Please remember, gentle reader, American national politics featured brokered conventions for many, many years. In fact, we decided Presidential nominees at the actual convention meetings (this is what they were for) for many more years than we have used the systems mentioned above. There are several good reasons we moved to the current systems of selecting delegates in the two party system.
- Brokered, or balloted, conventions close the voting system to anyone not in attendance. If there are 1,000 voting delegates at the actual convention, 501 can carry the day, if there is no super majority rule. Regardless, you get the idea. In place of millions of votes spread across states from Maine to Alaska, you get the nominee decided by a relatively small number of persons who are present to voice and vote their agenda.
- The persons who get to show up as representative delegates is limited by those who get to select the delegates. Amazingly, people who agree with the (even smaller) leadership elite tend to be selected for voting seats.
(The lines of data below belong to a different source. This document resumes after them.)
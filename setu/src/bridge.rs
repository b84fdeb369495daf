//! Forwarding loop: byte source -> synchronizer -> datagram sink
//!
//! One thread, fully blocking:
//!
//! ```text
//! loop {
//!     frame = synchronizer.next_frame()?   // blocks, re-syncs as needed
//!     sink.send(frame)                     // fire-and-forget
//! }
//! ```
//!
//! Source errors always end the loop. Send errors end it too under
//! [`SendErrorPolicy::Fatal`]; under [`SendErrorPolicy::Log`] the frame is
//! dropped and counted.

use crate::broadcast::DatagramSink;
use crate::error::{Error, Result};
use crate::frame::Frame;
use crate::source::ByteSource;
use crate::sync::{FrameSynchronizer, SyncStats};
use serde::{Deserialize, Serialize};
use std::sync::atomic::{AtomicBool, Ordering};

/// What to do when the sink rejects a frame
#[derive(Debug, Clone, Copy, PartialEq, Eq, Default, Serialize, Deserialize)]
#[serde(rename_all = "lowercase")]
pub enum SendErrorPolicy {
    /// Stop the bridge and report the error
    #[default]
    Fatal,
    /// Log a warning, drop the frame and keep going
    Log,
}

/// Counters for one bridge run
#[derive(Debug, Clone, Copy, Default, PartialEq, Eq)]
pub struct BridgeStats {
    /// Frames handed to the sink successfully
    pub frames_forwarded: u64,
    /// Sends that failed and were tolerated
    pub send_failures: u64,
    /// Forwarded frames whose XOR checksum did not match
    pub checksum_mismatches: u64,
    /// Synchronizer counters
    pub sync: SyncStats,
}

/// Serial-to-datagram bridge
pub struct Bridge<S, D> {
    sync: FrameSynchronizer<S>,
    sink: D,
    send_policy: SendErrorPolicy,
    stats: BridgeStats,
}

impl<S: ByteSource, D: DatagramSink> Bridge<S, D> {
    pub fn new(sync: FrameSynchronizer<S>, sink: D) -> Self {
        Self {
            sync,
            sink,
            send_policy: SendErrorPolicy::default(),
            stats: BridgeStats::default(),
        }
    }

    pub fn with_send_policy(mut self, policy: SendErrorPolicy) -> Self {
        self.send_policy = policy;
        self
    }

    /// Read one frame and forward it
    ///
    /// Returns the frame that was read, whether or not a tolerated send
    /// failure dropped it.
    pub fn step(&mut self) -> Result<Frame> {
        let frame = self.sync.next_frame()?;

        if !frame.checksum_ok() {
            self.stats.checksum_mismatches += 1;
            log::debug!(
                "Checksum mismatch (stored {:#04x}, computed {:#04x}): {}",
                frame.checksum(),
                frame.computed_checksum(),
                frame
            );
        }

        let id = frame.id();
        log::trace!(
            "Frame SRC=0x{:02X} DST=0x{:02X} CMD=0x{:02X}: {}",
            id.src,
            id.dst,
            id.cmd,
            frame
        );

        match self.sink.send(frame.as_bytes()) {
            Ok(()) => self.stats.frames_forwarded += 1,
            Err(e) => match self.send_policy {
                SendErrorPolicy::Fatal => return Err(e),
                SendErrorPolicy::Log => {
                    self.stats.send_failures += 1;
                    log::warn!("Dropped frame, send failed: {}", e);
                }
            },
        }

        Ok(frame)
    }

    /// Forward frames until `running` is cleared or a fatal error occurs
    ///
    /// A source interrupted by shutdown counts as a clean stop. The run
    /// summary is logged either way.
    pub fn run(&mut self, running: &AtomicBool) -> Result<()> {
        log::info!(
            "Bridge started (marker policy: {:?}, send errors: {:?})",
            self.sync.policy(),
            self.send_policy
        );

        let result = loop {
            if !running.load(Ordering::Relaxed) {
                break Ok(());
            }
            match self.step() {
                Ok(_) => {}
                Err(Error::Interrupted) => break Ok(()),
                Err(e) => break Err(e),
            }
        };

        self.log_summary();
        result
    }

    pub fn stats(&self) -> BridgeStats {
        BridgeStats {
            sync: self.sync.stats(),
            ..self.stats
        }
    }

    pub fn synchronizer(&self) -> &FrameSynchronizer<S> {
        &self.sync
    }

    pub fn sink(&self) -> &D {
        &self.sink
    }

    pub fn into_parts(self) -> (FrameSynchronizer<S>, D) {
        (self.sync, self.sink)
    }

    fn log_summary(&self) {
        let stats = self.stats();
        log::info!(
            "Bridge stopped: {} frame(s) forwarded, {} send failure(s), {} checksum mismatch(es)",
            stats.frames_forwarded,
            stats.send_failures,
            stats.checksum_mismatches
        );
        log::info!(
            "Re-sync: {} event(s), {} byte(s) discarded, {} loose accept(s)",
            stats.sync.resyncs,
            stats.sync.discarded_bytes,
            stats.sync.loose_accepts
        );
    }
}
- Any person who might ask an embarrassing question or vote against the party line is more easily marked. If your state delegation has twenty people in it you have little difficulty marking the two mavericks in the group. They will not return.
- A helpful chair person can decide things in favor of a particular group. I once watched a well meaning minister at a religious convention move a motion of
"No Confidence" in a particular board. His motion was tabled until the parliamentarians could huddle and find a way to make certain his motion would be not be debated, let alone voted upon. They elitists proved successful in using a hand-picked parrot to make a counter motion he probably did not even understand. The plant's counter motion prevailed, without debate, and to some applause. Yes, I said applause. The people sent to represent the interests of the churches they attended applauded the use of a cheap, arcane parlor trick to prevent debate and discussion. Democracy suffered as a result. Attendance at these meetings, already dwindling, took an even sharper plunge and has not, to this date, come close to reclaiming its prior prominence. The Chair, plentifully biased and skillfully supported, is a powerful tool. The chair that day was later promoted to a high position in the religious apparatus. The message came across with digital clarity.
- Those who do not toe the party line in a Brokered or Balloted Convention are often left to vote only with their feet and their wallet. This takes courage and self-sacrifice. Many do push away from the table, with the concomitant result of lost leverage against the opposing party. This is happening to the GOP, year after year, as their assured regional base has now shrunk up to various states in the South and Southwest.
Overall, Brokered or Balloted Conventions are easily manipulated affairs with negative implications for democracy. We will probably not see one this year, for either party, and that may be a good thing.
However, if the two major parties, particularly the GOP, heed the lessons of the 2012 Primary race, there is the possibility that the threat of a Brokered/Balloted Convention might be the best thing to happen to American democracy in awhile. The GOP must stop promoting as their candidates the losers of the prior contest, endorsed and packaged by the fellow to whom he lost.The GOP is hierarchical in this way. Those who are not part of the hierarchy, or, worse, know they will never have a place of prominence within the hierarchy, have no real impetus to work vigorously for the ticket.
Return to the image of the religious convention I mentioned previously. The ruling elite kept its spot, elected its candidates, crowed about its "victory." Three years later, in the same arena, before a much reduced crowd, the same religious convention approved a budget that would have been considered embarrassingly small by earlier standards. They had scant hope they would be able to reach even that reduced budget.
Even worse, the leadership of various institutions associated with that religious convention, had to announce the sad fact that they could not fill out their trustee boards without using members of churches representing a rival state convention. In short, the group that squashed democratic debate could no longer ignore the fact that their actions had back-fired, to the deteriment of their own institutions. The institutional leaders had to take their case to the convention hall. In so doing, they were humiliated almost beyond human endurance by the persons who had created the mess in the first place.
The two elitist national parties should learn a lesson from this squalid tale.
Opinions expressed here are mine alone.